▶ Input records
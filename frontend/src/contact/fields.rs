use wasm_bindgen::JsValue;
use web_sys::FormData;

use crate::config;

/// Visible inputs of the contact form.
#[derive(Clone, Copy, Debug, PartialEq, Eq)]
pub enum Field {
    Name,
    Email,
    Phone,
    Company,
    Service,
    Message,
}

impl Field {
    pub const ALL: [Field; 6] = [
        Field::Name,
        Field::Email,
        Field::Phone,
        Field::Company,
        Field::Service,
        Field::Message,
    ];

    /// Form-data key the relay receives.
    pub fn key(self) -> &'static str {
        match self {
            Field::Name => "name",
            Field::Email => "email",
            Field::Phone => "phone",
            Field::Company => "company",
            Field::Service => "service",
            Field::Message => "message",
        }
    }

    /// Text inputs and the textarea highlight their wrapper while focused.
    pub fn shows_focus(self) -> bool {
        !matches!(self, Field::Service)
    }
}

/// Controlled state of the contact form inputs.
#[derive(Clone, Debug, Default, PartialEq)]
pub struct ContactFields {
    pub name: String,
    pub email: String,
    pub phone: String,
    pub company: String,
    pub service: String,
    pub message: String,
}

impl ContactFields {
    pub fn get(&self, field: Field) -> &str {
        match field {
            Field::Name => &self.name,
            Field::Email => &self.email,
            Field::Phone => &self.phone,
            Field::Company => &self.company,
            Field::Service => &self.service,
            Field::Message => &self.message,
        }
    }

    pub fn with(&self, field: Field, value: String) -> Self {
        let mut next = self.clone();
        match field {
            Field::Name => next.name = value,
            Field::Email => next.email = value,
            Field::Phone => next.phone = value,
            Field::Company => next.company = value,
            Field::Service => next.service = value,
            Field::Message => next.message = value,
        }
        next
    }

    /// Snapshot for submission: hidden fields first, then the visible ones.
    pub fn to_field_set(&self) -> FormFieldSet {
        let mut set = FormFieldSet::default();
        set.push("access_key", config::get_access_key());
        set.push("subject", config::FORM_SUBJECT);
        set.push("from_name", config::FORM_FROM_NAME);
        for field in Field::ALL {
            set.push(field.key(), self.get(field));
        }
        set
    }
}

/// Ordered name/value pairs captured at submit time.
#[derive(Clone, Debug, Default, PartialEq)]
pub struct FormFieldSet {
    entries: Vec<(String, String)>,
}

impl FormFieldSet {
    pub fn push(&mut self, name: impl Into<String>, value: impl Into<String>) {
        self.entries.push((name.into(), value.into()));
    }

    pub fn get(&self, name: &str) -> Option<&str> {
        self.entries
            .iter()
            .find(|(n, _)| n == name)
            .map(|(_, v)| v.as_str())
    }

    pub fn iter(&self) -> impl Iterator<Item = (&str, &str)> {
        self.entries.iter().map(|(n, v)| (n.as_str(), v.as_str()))
    }

    /// Multipart body for the browser's fetch.
    pub fn to_form_data(&self) -> Result<FormData, JsValue> {
        let data = FormData::new()?;
        for (name, value) in self.iter() {
            data.append_with_str(name, value)?;
        }
        Ok(data)
    }
}

#[cfg(test)]
mod tests {
    use super::*;

    #[test]
    fn field_set_carries_hidden_fields_before_visible_ones() {
        let fields = ContactFields {
            name: "Ada".into(),
            email: "ada@example.com".into(),
            ..Default::default()
        };
        let set = fields.to_field_set();
        let keys: Vec<&str> = set.iter().map(|(k, _)| k).collect();
        assert_eq!(
            keys,
            vec!["access_key", "subject", "from_name", "name", "email", "phone", "company", "service", "message"]
        );
        assert_eq!(set.get("subject"), Some(config::FORM_SUBJECT));
        assert_eq!(set.get("name"), Some("Ada"));
        assert_eq!(set.get("phone"), Some(""));
    }

    #[test]
    fn service_select_has_no_focus_highlight() {
        assert!(!Field::Service.shows_focus());
        let highlighted: Vec<Field> = Field::ALL.into_iter().filter(|f| f.shows_focus()).collect();
        assert_eq!(
            highlighted,
            vec![Field::Name, Field::Email, Field::Phone, Field::Company, Field::Message]
        );
    }

    #[test]
    fn with_replaces_one_field_only() {
        let fields = ContactFields::default()
            .with(Field::Company, "Acme".into())
            .with(Field::Message, "hello".into());
        assert_eq!(fields.company, "Acme");
        assert_eq!(fields.message, "hello");
        assert!(fields.name.is_empty());
        assert_eq!(fields.get(Field::Company), "Acme");
    }
}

▶ Exercise description
In how many lines of the material does the string "struct" appear? Reply with the number only.

▶ Solution to this task
2